Dieser Konflikt wird vom Markt relativ wenig wahrgenommen. Wir sind im vierten Jahr der Auseinandersetzung. Wir haben alle wesentlichen Verfahren gewonnen. Wir sind uns unserer Rechtsposition sehr, sehr sicher. Wir sehen mit einer gewissen Zuversicht der Entscheidung des Obersten Gerichtshofs im ersten Quartal entgegen.

Die Kurse der Banken steigen an den Börsen, da ihnen die Zinserhöhungen zugutekommen kommen.

Der Zinsertrag wird 2023 den Banken in der Ertragslage helfen. Weil man sowohl auf der Kredit- als auch auf der Anlageseite etwas verdient. Das war nun zehn Jahre lang nicht der Fall. Man hat nur an der Zinsspanne auf der Kreditseite verdient. Die jetzige Zinssituation hilft sowohl den Banken als auch den Kunden.

Auf welches Niveau sollten die Zinserhöhungen der Europäischen Zentralbank (EZB) steigen? Manche Experten meinen, es müsse unbedingt eine wirtschaftliche Rezession, verursacht durch zu hohe Zinsen, vermieden werden.

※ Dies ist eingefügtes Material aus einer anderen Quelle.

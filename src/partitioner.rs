//! Partition table creation and filesystem formatting.
//!
//! Drives `parted` in script mode and the `mkfs` family through the
//! configured runner. Partitions are placed in install order starting at
//! 1 MiB; a single grow-to-fill partition is always placed last. Failures
//! here are fatal to the action, no retries.

use anyhow::{bail, Context, Result};
use regex::Regex;
use std::path::{Path, PathBuf};
use tracing::{debug, info};

use crate::config::Config;
use crate::constants;
use crate::process::{run_checked, Runner};
use crate::types::{ElementalPartitions, FsKind, PartTable, Partition, PartitionList};

/// Size of the target disk in MiB.
pub fn disk_size_mib(runner: &dyn Runner, disk: &str) -> Result<u32> {
    let result = run_checked(
        runner,
        "lsblk",
        &["-b", "-dn", "-o", "SIZE", disk],
        "failed reading disk size",
    )?;
    let bytes: u64 = result
        .stdout_trimmed()
        .parse()
        .with_context(|| format!("unparseable disk size for {}", disk))?;
    Ok((bytes / (1024 * 1024)) as u32)
}

/// Minimum disk size in MiB for the given layout: 1 MiB of alignment on
/// both ends plus every partition at its declared or minimum size.
pub fn min_disk_size(partitions: &[&Partition]) -> u32 {
    let mut size = 2;
    for p in partitions {
        size += p.size.max(constants::MIN_PART_SIZE);
    }
    size
}

/// Device node of the nth partition of a disk.
pub fn partition_device(disk: &str, index: u32) -> PathBuf {
    if disk.chars().last().map(|c| c.is_ascii_digit()).unwrap_or(false) {
        PathBuf::from(format!("{}p{}", disk, index))
    } else {
        PathBuf::from(format!("{}{}", disk, index))
    }
}

fn parted_fs_hint(fs: FsKind) -> &'static str {
    match fs {
        FsKind::Vfat => "fat32",
        FsKind::Btrfs => "btrfs",
        FsKind::Ext2 => "ext2",
        // parted only wants a type hint, the real format happens via mkfs
        _ => "ext4",
    }
}

fn format_partition(runner: &dyn Runner, partition: &Partition, device: &Path) -> Result<()> {
    let device = device.to_string_lossy();
    let label = partition.filesystem_label.as_str();
    match partition.fs {
        FsKind::Raw => Ok(()),
        FsKind::Vfat => {
            let mut args = vec!["-F", "32"];
            if !label.is_empty() {
                args.extend(["-n", label]);
            }
            args.push(&device);
            run_checked(runner, "mkfs.vfat", &args, "mkfs.vfat failed").map(|_| ())
        }
        FsKind::Btrfs => {
            let mut args = vec!["-f"];
            if !label.is_empty() {
                args.extend(["-L", label]);
            }
            args.push(&device);
            run_checked(runner, "mkfs.btrfs", &args, "mkfs.btrfs failed").map(|_| ())
        }
        FsKind::Ext2 | FsKind::Ext4 => {
            let program = format!("mkfs.{}", partition.fs);
            let mut args = vec!["-F"];
            if !label.is_empty() {
                args.extend(["-L", label]);
            }
            args.push(&device);
            run_checked(runner, &program, &args, &format!("{} failed", program)).map(|_| ())
        }
        FsKind::Squashfs => bail!("cannot format a partition as squashfs"),
    }
}

/// Create the partition table and format every partition of the spec,
/// filling in the device path of each created partition.
pub fn partition_and_format(
    config: &Config,
    disk: &str,
    table: PartTable,
    partitions: &mut ElementalPartitions,
    extras: &mut PartitionList,
) -> Result<()> {
    let runner = config.runner.as_ref();

    // Plan first: names, sizes and filesystems in install order.
    let plan: Vec<(String, u32, FsKind, Vec<String>)> = partitions
        .by_install_order(extras)
        .iter()
        .map(|p| (p.name.clone(), p.size, p.fs, p.flags.clone()))
        .collect();
    let grow_partitions = plan.iter().filter(|(_, size, _, _)| *size == 0).count();
    if grow_partitions > 1 {
        bail!("only one partition may grow to fill the disk");
    }

    let available = disk_size_mib(runner, disk)?;
    let required: u32 = 2
        + plan
            .iter()
            .map(|(_, size, ..)| (*size).max(constants::MIN_PART_SIZE))
            .sum::<u32>();
    if available < required {
        bail!(
            "the device {} is too small ({} MiB), the layout requires at least {} MiB",
            disk,
            available,
            required
        );
    }

    info!("Creating a {} partition table on {}", table, disk);
    run_checked(
        runner,
        "parted",
        &["--script", disk, "mklabel", &table.to_string()],
        "parted mklabel failed",
    )?;

    let mut cursor: u32 = 1;
    for (index, (name, size, fs, flags)) in plan.iter().enumerate() {
        let number = (index + 1) as u32;
        let start = format!("{}MiB", cursor);
        let end = if *size == 0 {
            "100%".to_string()
        } else {
            cursor += size;
            format!("{}MiB", cursor)
        };
        let part_name: &str = match table {
            PartTable::Gpt => name,
            PartTable::Msdos => "primary",
        };
        debug!("Creating partition {} ({} - {})", name, start, end);
        run_checked(
            runner,
            "parted",
            &[
                "--script",
                disk,
                "mkpart",
                part_name,
                parted_fs_hint(*fs),
                &start,
                &end,
            ],
            "parted mkpart failed",
        )?;
        for flag in flags {
            let num = number.to_string();
            run_checked(
                runner,
                "parted",
                &["--script", disk, "set", &num, flag, "on"],
                "parted set flag failed",
            )?;
        }
    }

    run_checked(runner, "partprobe", &[disk], "partprobe failed")?;
    // settle so the partition nodes exist before mkfs
    let _ = runner.run("udevadm", &["settle"]);

    for (index, (name, ..)) in plan.iter().enumerate() {
        let device = partition_device(disk, (index + 1) as u32);
        let target = partitions
            .get_mut(name)
            .or_else(|| extras.iter_mut().find(|p| &p.name == name));
        let Some(partition) = target else {
            continue;
        };
        format_partition(runner, partition, &device)
            .with_context(|| format!("formatting partition {}", name))?;
        partition.path = Some(device);
        partition.disk = disk.to_string();
    }
    Ok(())
}

/// Discover the block device partitions of the host.
pub fn detect_partitions(runner: &dyn Runner) -> Result<PartitionList> {
    let result = run_checked(
        runner,
        "lsblk",
        &[
            "-p", "-b", "-n", "-P", "-o", "NAME,TYPE,FSTYPE,LABEL,PARTLABEL,SIZE,MOUNTPOINT,PKNAME",
        ],
        "failed listing block devices",
    )?;
    parse_lsblk_pairs(&result.stdout)
}

fn parse_lsblk_pairs(output: &str) -> Result<PartitionList> {
    let re = Regex::new(r#"(\w+)="([^"]*)""#).expect("static regex");
    let mut partitions = Vec::new();
    for line in output.lines().filter(|l| !l.trim().is_empty()) {
        let mut name = String::new();
        let mut kind = String::new();
        let mut fstype = String::new();
        let mut label = String::new();
        let mut part_label = String::new();
        let mut size: u64 = 0;
        let mut mountpoint = String::new();
        let mut parent = String::new();
        for cap in re.captures_iter(line) {
            let value = cap[2].to_string();
            match &cap[1] {
                "NAME" => name = value,
                "TYPE" => kind = value,
                "FSTYPE" => fstype = value,
                "LABEL" => label = value,
                "PARTLABEL" => part_label = value,
                "SIZE" => size = value.parse().unwrap_or(0),
                "MOUNTPOINT" => mountpoint = value,
                "PKNAME" => parent = value,
                _ => (),
            }
        }
        if kind != "part" {
            continue;
        }
        partitions.push(Partition {
            name: part_label,
            filesystem_label: label,
            size: (size / (1024 * 1024)) as u32,
            fs: fstype.parse().unwrap_or(FsKind::Raw),
            flags: vec![],
            mount_point: if mountpoint.is_empty() {
                None
            } else {
                Some(PathBuf::from(mountpoint))
            },
            path: Some(PathBuf::from(name)),
            disk: parent,
        });
    }
    Ok(partitions)
}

Das Wichtigste, das die Notenbank im Auge haben sollte, ist die Kaufkraft der Währung. Das hat die EZB jahrelang nicht getan. Vor Weihnachten hat die EZB-Präsidentin Christine Lagarde einen Schwenk vollzogen, mit dem der Markt nicht gerechnet hat. Der Markt erwartete Zinssenkungen im Laufe des Jahres. Jetzt muss man sehr aufpassen, dass man nicht versucht, durch Zinsübertreibungen Versäumtes aufzuholen.

Ich bin aber nicht beunruhigt, weil ich glaube, dass ein gewisser Pragmatismus greifen wird. Spätestens dann, wenn man sieht, dass die Inflation sich stärker abschwächen wird als die prognostizierten sechseinhalb Prozent. Dann hätte Frau Lagarde wieder mehr Spielraum, die Zinsen doch nicht so stark erhöhen zu müssen. Jetzt müssen wir uns einmal darauf einstellen, dass der Leitzinssatz bei 3,25 bis 3,5 Prozent zu liegen kommen wird. Damit kann man gut leben und er ist ein probates Mittel, um die Inflation etwas abzusenken.

Damit wird man aber das Zwei-Prozent-Ziel nicht erreichen. Das bedeutet, dass wir mit einer dauerhaften Inflation von drei bis vier Prozentpunkten rechnen müssen.

Die Zwei-Prozent-Ansage sowohl von der amerikanischen FED als auch von der EZB hat mich überrascht. Mit einer Inflation von drei bis vier Prozent könnte man sehr gut leben. Es ist die Ideal-Inflationsrate. Die EZB hat jahrelang versucht, die Inflation auf über zwei Prozent zu heben. Das ist ihr nicht gelungen. Eine Inflation von drei bis 3,5 Prozent impliziert ein starkes Wachstum. Damit könnte das Kapital durch Anleihen erhalten werden, die derzeit bei vier Prozent rentieren.

Welche Anlageempfehlungen geben Sie Kunden, die Sie um Rat fragen?

Die Anlagepalette ist so breit, wie schon lange nicht mehr. Der Kunde bekommt jetzt für Einlagen Zinsen, die er jahrelang nicht mehr bekommen hat. Ich empfehle, an Anleihen nicht achtlos vorüber zu gehen. Durch die Niedrigzinspolitik und die starke Geldexpansion ist dieses Produkt einfach vom Markt genommen worden.

Jetzt kann man mit einer fünfjährigen Laufzeit in solide Adressen durchaus vier Prozent bekommen. Wenn man bedenkt, dass die Inflation auf drei Prozent fällt, ist das eine Möglichkeit, den realen Wert des Kapitals zu erhalten.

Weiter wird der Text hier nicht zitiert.